Though Safar’s production plays down any sexual relationship between Brandon and Granno, there’s no denying the cold-bloodedness of their crime, and part of Rope’s enduring allure is being torn between wanting a couple of killers to get caught and hoping they might just get away with murder.

Not that either possibility is anywhere near a given, since who in their right mind would suspect that the dinner laid out atop a tablecloth-covered trunk this dark and stormy night contains a corpse?

 Certainly not Ronald’s distinguished dad Sir Johnstone Kentley (John Mawson) or his dotty aunt Mrs. Debenham (Katie Zeiner) or the dapper Kenneth Raglan (Eddie Liu) or the ditzy Leila Arden (Shelly Snellman) or daffy French butler Sabot (Jay Akin) or even the killers’ one-time prof Rupert Cadell (Raul S. Julia), whose espousal of the Nietzschean Übermensch may have inspired the crime, and who just might be the one to bring two murderers to justice.

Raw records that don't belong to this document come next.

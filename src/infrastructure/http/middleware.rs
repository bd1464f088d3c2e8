//! HTTP Middleware
//!
//! 请求日志中间件：记录调用方标识与请求耗时

use std::time::Instant;

use axum::{
    extract::Request,
    middleware::Next,
    response::Response,
};

use super::handlers::USER_ID_HEADER;

/// 请求日志中间件
///
/// 每个请求记录方法、路径、上游网关注入的 user_id 和耗时；
/// 4xx/5xx 按级别升级。业务错误（errno != 0）在
/// ApiError::into_response() 中记录
pub async fn request_logging_middleware(request: Request, next: Next) -> Response {
    let method = request.method().clone();
    let uri = request.uri().clone();
    // 公开路由（/files、/api/shared）没有该头，记为 "-"
    let user_id = request
        .headers()
        .get(USER_ID_HEADER)
        .and_then(|v| v.to_str().ok())
        .unwrap_or("-")
        .to_string();

    let started = Instant::now();
    let response = next.run(request).await;
    let elapsed_ms = started.elapsed().as_millis() as u64;
    let status = response.status();

    if status.is_server_error() {
        tracing::error!(
            method = %method,
            uri = %uri,
            user_id = %user_id,
            status = %status.as_u16(),
            elapsed_ms,
            "HTTP server error"
        );
    } else if status.is_client_error() {
        tracing::warn!(
            method = %method,
            uri = %uri,
            user_id = %user_id,
            status = %status.as_u16(),
            elapsed_ms,
            "HTTP client error"
        );
    } else {
        tracing::debug!(
            method = %method,
            uri = %uri,
            user_id = %user_id,
            status = %status.as_u16(),
            elapsed_ms,
            "HTTP request completed"
        );
    }

    response
}

#[cfg(test)]
mod tests {
    use super::*;
    use axum::{
        body::Body,
        http::{Request as HttpRequest, StatusCode},
        routing::get,
        Router,
    };
    use tower::util::ServiceExt;

    async fn generate_stub() -> &'static str {
        "generated"
    }

    async fn missing_voice_stub() -> StatusCode {
        StatusCode::NOT_FOUND
    }

    async fn broken_synth_stub() -> StatusCode {
        StatusCode::INTERNAL_SERVER_ERROR
    }

    fn test_router() -> Router {
        Router::new()
            .route("/tts/generate", get(generate_stub))
            .route("/voices/unknown", get(missing_voice_stub))
            .route("/tts/broken", get(broken_synth_stub))
            .layer(axum::middleware::from_fn(request_logging_middleware))
    }

    #[tokio::test]
    async fn test_response_passes_through_unchanged() {
        let request = HttpRequest::builder()
            .uri("/tts/generate")
            .header(USER_ID_HEADER, "u-1")
            .body(Body::empty())
            .unwrap();

        let response = test_router().oneshot(request).await.unwrap();
        assert_eq!(response.status(), StatusCode::OK);
    }

    #[tokio::test]
    async fn test_anonymous_request_is_not_blocked() {
        // 公开路由没有 user_id 头，中间件只记录不拦截
        let request = HttpRequest::builder()
            .uri("/tts/generate")
            .body(Body::empty())
            .unwrap();

        let response = test_router().oneshot(request).await.unwrap();
        assert_eq!(response.status(), StatusCode::OK);
    }

    #[tokio::test]
    async fn test_client_error_status_is_preserved() {
        let request = HttpRequest::builder()
            .uri("/voices/unknown")
            .header(USER_ID_HEADER, "u-1")
            .body(Body::empty())
            .unwrap();

        let response = test_router().oneshot(request).await.unwrap();
        assert_eq!(response.status(), StatusCode::NOT_FOUND);
    }

    #[tokio::test]
    async fn test_server_error_status_is_preserved() {
        let request = HttpRequest::builder()
            .uri("/tts/broken")
            .header(USER_ID_HEADER, "u-1")
            .body(Body::empty())
            .unwrap();

        let response = test_router().oneshot(request).await.unwrap();
        assert_eq!(response.status(), StatusCode::INTERNAL_SERVER_ERROR);
    }
}
//! Chunked Synthesis Pipeline - 长文本合成管线
//!
//! Segmenter → Synthesizer → Assembler 的固定编排：
//! 分段、逐片段顺序调用外部合成服务、拼接输出。
//! 每次调用独立，不缓存结果；首个失败立即终止并携带片段位置。

use std::sync::Arc;
use thiserror::Error;

use crate::application::ports::{SpeechSynthesizerPort, SynthesisError};
use crate::application::synthesis::assembler::{assemble, AssemblyError};
use crate::domain::segmenter::{segment, SegmentationError, DEFAULT_MAX_SEGMENT_CHARS};

/// 管线错误
#[derive(Debug, Error)]
pub enum PipelineError {
    #[error(transparent)]
    Segmentation(#[from] SegmentationError),

    /// 某个片段的外部合成失败；携带片段序号与总数
    #[error("synthesis failed for segment {segment_index}/{segment_count}: {source}")]
    Synthesis {
        /// 失败片段序号（从 1 开始，便于日志阅读）
        segment_index: usize,
        segment_count: usize,
        #[source]
        source: SynthesisError,
    },

    #[error(transparent)]
    Assembly(#[from] AssemblyError),
}

/// 管线输出
#[derive(Debug)]
pub struct PipelineOutput {
    /// 拼接后的最终音频
    pub audio: Vec<u8>,
    /// 实际产生的片段数（快速路径为 1）
    pub segment_count: usize,
}

/// 长文本合成管线
///
/// 片段严格按输入顺序串行合成：输出顺序由结构保证，
/// 同时避免对外部服务的并发压力。调用方丢弃 future 即取消，
/// 进行中的外部调用被放弃且不再启动后续片段。
pub struct SynthesisPipeline {
    synthesizer: Arc<dyn SpeechSynthesizerPort>,
    max_segment_chars: usize,
}

impl SynthesisPipeline {
    pub fn new(synthesizer: Arc<dyn SpeechSynthesizerPort>, max_segment_chars: usize) -> Self {
        Self {
            synthesizer,
            max_segment_chars,
        }
    }

    /// 使用默认片段上限创建
    pub fn with_default_limit(synthesizer: Arc<dyn SpeechSynthesizerPort>) -> Self {
        Self::new(synthesizer, DEFAULT_MAX_SEGMENT_CHARS)
    }

    /// 执行完整管线：分段 → 顺序合成 → 拼接
    pub async fn run(&self, text: &str, voice_id: &str) -> Result<PipelineOutput, PipelineError> {
        let segments = segment(text, self.max_segment_chars)?;
        let segment_count = segments.len();

        if segment_count > 1 {
            tracing::info!(
                text_chars = text.chars().count(),
                max_segment_chars = self.max_segment_chars,
                segment_count,
                "Text exceeds segment limit, synthesizing in segments"
            );
        }

        let mut buffers: Vec<Vec<u8>> = Vec::with_capacity(segment_count);
        for (index, piece) in segments.iter().enumerate() {
            tracing::debug!(
                segment = index + 1,
                total = segment_count,
                chars = piece.chars().count(),
                "Synthesizing segment"
            );

            let audio = self
                .synthesizer
                .synthesize(piece, voice_id)
                .await
                .map_err(|source| PipelineError::Synthesis {
                    segment_index: index + 1,
                    segment_count,
                    source,
                })?;

            buffers.push(audio);
        }

        if segment_count > 1 {
            tracing::info!(segment_count, "Merging segment audio buffers");
        }
        let audio = assemble(buffers)?;

        Ok(PipelineOutput {
            audio,
            segment_count,
        })
    }
}
//! Voice Context - 音色克隆上下文

mod aggregate;
mod value_objects;

pub use aggregate::VoiceClone;
pub use value_objects::{ProviderVoiceId, VoiceName};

Safar starts things out quite literally in the dark in an opening scene illuminated only by a pair of burning cigarette ends, an extended sequence during which Brandon’s mix of elation and icy calm at feeling at long last “truly and wonderfully alive” proves positively chilling.

Still, with company on the way, lights must at last be turned on, a cowed and quivering Granno calmed down, a trunk set for supper, and guests welcomed.

Not that the diabolical duo’s hope of getting off scot-free is anywhere near a sure thing.

To begin with, there’s Granno’s suggestion that there may have been someone just up the street when Ronald and he arrived at the apartment by car. Then there’s Leila’s facetious remark that the padlocked chest might be filled with rotting bones. There’s also the matter of Ronald’s theater ticket, found on the floor post murder and given to Granno by Brandon for safe (or not so safe) keeping.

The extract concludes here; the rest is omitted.